Professional organizer Rosalind Tantalo, of Simply Home, wasn’t prepared for how much psychology was involved in the job. “It’s an emotional challenge for anyone when they have to part with things. As an organizer and downsize expert I can physical support – online auction, sorting through things – but deciding what to keep and what to toss is about emotions and requires a softer touch in guiding people to make those decisions.
To make the process a little easier, Tantalo groups like things together in rooms so people can see what they have, walk around picking out what they will keep. “Otherwise, when things are piled high, nobody can see past the mountains of stuff and that’s daunting.”
She also gets a floor plan of the new place, measurements of favourite items, and from that they develop a list of what will fit. Tantalo also provides a little “design coaching” -- re-envisioning the space and pieces – as part of setting people up in the new home. She also recommends built-ins because they can take advantage of the linear height for storage.
A major part of inheriting items, or merging households, or even downsizing your own things, is donating.
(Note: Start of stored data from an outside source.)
use serde::{Deserialize, Serialize};

use crate::error::CoreError;

/// A single labeled time series: a display label plus a value per timestamp.
///
/// Values are optional because a scrape may have gaps; the timestamp axis is
/// shared across a batch (same length for every series rendered together).
/// Ranking code reads series but never mutates them — every sort returns a
/// fresh permutation.
#[derive(Debug, Clone, PartialEq, Serialize, Deserialize)]
pub struct Series {
    pub label: String,
    pub values: Vec<Option<f64>>,
    pub timestamps: Vec<i64>,
}

impl Series {
    /// Build a series, rejecting mismatched value/timestamp lengths.
    pub fn new(
        label: impl Into<String>,
        values: Vec<Option<f64>>,
        timestamps: Vec<i64>,
    ) -> Result<Self, CoreError> {
        let label = label.into();
        if values.len() != timestamps.len() {
            return Err(CoreError::MismatchedLengths {
                label,
                values: values.len(),
                timestamps: timestamps.len(),
            });
        }
        Ok(Self {
            label,
            values,
            timestamps,
        })
    }

    /// Number of samples on the time axis.
    pub fn len(&self) -> usize {
        self.timestamps.len()
    }

    pub fn is_empty(&self) -> bool {
        self.timestamps.is_empty()
    }

    /// True when every sample is missing (or the series has no samples).
    pub fn is_all_null(&self) -> bool {
        self.values.iter().all(|v| v.is_none())
    }

    /// Iterate over the non-null values in timestamp order.
    pub fn non_null_values(&self) -> impl Iterator<Item = f64> + '_ {
        self.values.iter().filter_map(|v| *v)
    }
}
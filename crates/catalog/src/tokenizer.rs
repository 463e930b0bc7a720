use serde::{Deserialize, Serialize};

/// Token classification: maximal runs of `_`/`:` are separators, maximal
/// runs of anything else are parts.
#[derive(Debug, Clone, Copy, PartialEq, Eq, Serialize, Deserialize)]
pub enum TokenKind {
    Separator,
    Part,
}

#[derive(Debug, Clone, PartialEq, Eq, Serialize, Deserialize)]
pub struct Token {
    pub kind: TokenKind,
    pub text: String,
}

/// Characters that delimit the parts of a metric name.
pub fn is_separator(c: char) -> bool {
    matches!(c, '_' | ':')
}

/// Split a metric name into alternating separator and part tokens.
///
/// Concatenating the token texts in order reconstructs the input exactly.
/// An empty input yields no tokens; a name with no separators yields a
/// single part token.
pub fn tokenize(name: &str) -> Vec<Token> {
    let mut tokens = Vec::new();
    let mut start = 0;
    let mut current: Option<TokenKind> = None;

    for (i, c) in name.char_indices() {
        let kind = if is_separator(c) {
            TokenKind::Separator
        } else {
            TokenKind::Part
        };
        match current {
            Some(k) if k == kind => {}
            Some(k) => {
                tokens.push(Token {
                    kind: k,
                    text: name[start..i].to_string(),
                });
                start = i;
                current = Some(kind);
            }
            None => current = Some(kind),
        }
    }
    if let Some(k) = current {
        tokens.push(Token {
            kind: k,
            text: name[start..].to_string(),
        });
    }
    tokens
}

#[cfg(test)]
mod tests {
    use super::*;

    fn texts(tokens: &[Token]) -> Vec<&str> {
        tokens.iter().map(|t| t.text.as_str()).collect()
    }

    #[test]
    fn empty_name_yields_no_tokens() {
        assert!(tokenize("").is_empty());
    }

    #[test]
    fn name_without_separator_is_one_part() {
        let tokens = tokenize("up");
        assert_eq!(tokens.len(), 1);
        assert_eq!(tokens[0].kind, TokenKind::Part);
        assert_eq!(tokens[0].text, "up");
    }

    #[test]
    fn separator_runs_are_single_tokens() {
        let tokens = tokenize("node__cpu:seconds");
        assert_eq!(texts(&tokens), vec!["node", "__", "cpu", ":", "seconds"]);
        assert_eq!(tokens[1].kind, TokenKind::Separator);
        assert_eq!(tokens[3].kind, TokenKind::Separator);
    }

    #[test]
    fn leading_and_trailing_separators() {
        let tokens = tokenize("_up_");
        assert_eq!(texts(&tokens), vec!["_", "up", "_"]);
        assert_eq!(tokens[0].kind, TokenKind::Separator);
        assert_eq!(tokens[2].kind, TokenKind::Separator);
    }

    #[test]
    fn concatenation_reconstructs_input() {
        for name in ["grafana_http_requests_total", "job:rate5m", "_:_", "héllo_wörld", "a"] {
            let rebuilt: String = tokenize(name).iter().map(|t| t.text.as_str()).collect();
            assert_eq!(rebuilt, name);
        }
    }
}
Tantalo finds that people feel better about donating than holding a sale – although she also arranges for online auctions. Donating is faster and saves money in the long run because of the time spent by her team setting up sales.
For the high end “fancy” stuff, Tantalo will secure an appraiser from one of the auction houses – Christie’s or Sotheby’s – especially if there’s an extensive collection of artwork or carpets, but even they are “getting pickier,” she says.
In his long career as a designer Bryon Patton, who did Menkes’ Gibson Square project, has experience helping clients make sense of their inherited, merged and accumulated things. Sometimes, when pieces hold sentimental value, or if a client feels “guilty” getting rid of things, Patton gets “creative.”
Once, clients inherited a huge silver service they weren’t going to use but couldn’t bear to part with, so he filled large glass urns with soup tureens, tea sets, and cutlery, added a glass top and turned it into a conversation piece dining table.
When your style is clean and modern, but you have inherited accessories Patton suggests containing everything together. “I’d rather have a shelving unit packed and keep the rest of the space uncluttered. Trays are also good -- 30 vintage bottles on a tray look much better than scattered all over the place.”
Another client inherited a bunch of oriental carpets, so Patton layered them on top of one another then instructed his client to call in six months so he could layer in a different pattern.
But Patton is also “ruthless” with his clients. “I tell them their kids do not want this stuff and the best thing is to get rid of it now rather than make them go through this process. I have friends who had to disperse five generations of stuff and by the end, they were hating their parents.”
The answer for Alexander was to keep only things she knew she’d use -- like pure linen sheets from the 1940s, Depression era wine glasses wine, and a Victorian side table now painted dove grey and used in her entry.
She’s still trying to find a home for the four silk kimonos, however.